» What to work on
Copy every line of the entries that includes the word "return".

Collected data
++++++++++++++++++++

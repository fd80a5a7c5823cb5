//! Weight checkpoints
//!
//! A checkpoint is a single libtorch weights file at a fixed path. Saving
//! writes a sibling temporary file first and renames it over the target, so
//! a crash mid-save never leaves a truncated checkpoint and only the most
//! recent weights exist on disk.

use std::fs;
use std::path::{Path, PathBuf};

use tracing::{info, warn};

use super::PolicyNet;
use crate::error::{CheckpointError, CheckpointResult};

/// Where network weights are persisted between runs
pub trait CheckpointStore {
    /// Load saved weights into `net`; `Ok(false)` when no checkpoint exists yet
    fn load_into(&self, net: &mut PolicyNet) -> CheckpointResult<bool>;

    /// Overwrite the checkpoint with the current weights of `net`
    fn save(&mut self, net: &PolicyNet) -> CheckpointResult<()>;
}

/// Checkpoint stored as one file on the local filesystem
#[derive(Debug, Clone)]
pub struct FileCheckpoint {
    path: PathBuf,
}

impl FileCheckpoint {
    pub fn new(path: impl Into<PathBuf>) -> Self {
        Self { path: path.into() }
    }

    pub fn path(&self) -> &Path {
        &self.path
    }

    fn temp_path(&self) -> PathBuf {
        let mut name = self
            .path
            .file_name()
            .map(|n| n.to_os_string())
            .unwrap_or_default();
        name.push(".tmp");
        self.path.with_file_name(name)
    }
}

impl CheckpointStore for FileCheckpoint {
    fn load_into(&self, net: &mut PolicyNet) -> CheckpointResult<bool> {
        if !self.path.exists() {
            info!(
                "[CHECKPOINT] No checkpoint at {:?}, starting from fresh weights",
                self.path
            );
            return Ok(false);
        }
        net.var_store_mut()
            .load(&self.path)
            .map_err(|source| CheckpointError::Torch {
                path: self.path.clone(),
                source,
            })?;
        info!("[CHECKPOINT] Loaded weights from {:?}", self.path);
        Ok(true)
    }

    fn save(&mut self, net: &PolicyNet) -> CheckpointResult<()> {
        if let Some(parent) = self.path.parent() {
            if !parent.as_os_str().is_empty() && !parent.exists() {
                fs::create_dir_all(parent).map_err(|source| CheckpointError::Io {
                    path: parent.to_path_buf(),
                    source,
                })?;
            }
        }

        let temp = self.temp_path();
        net.var_store()
            .save(&temp)
            .map_err(|source| CheckpointError::Torch {
                path: temp.clone(),
                source,
            })?;

        if let Err(source) = fs::rename(&temp, &self.path) {
            if let Err(e) = fs::remove_file(&temp) {
                warn!("[CHECKPOINT] Failed to remove {:?}: {}", temp, e);
            }
            return Err(CheckpointError::Io {
                path: self.path.clone(),
                source,
            });
        }

        info!("[CHECKPOINT] Saved weights to {:?}", self.path);
        Ok(())
    }
}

++++++++++++++++++++

» Answer to this exercise
            return Ok(false);
            return Err(CheckpointError::Io {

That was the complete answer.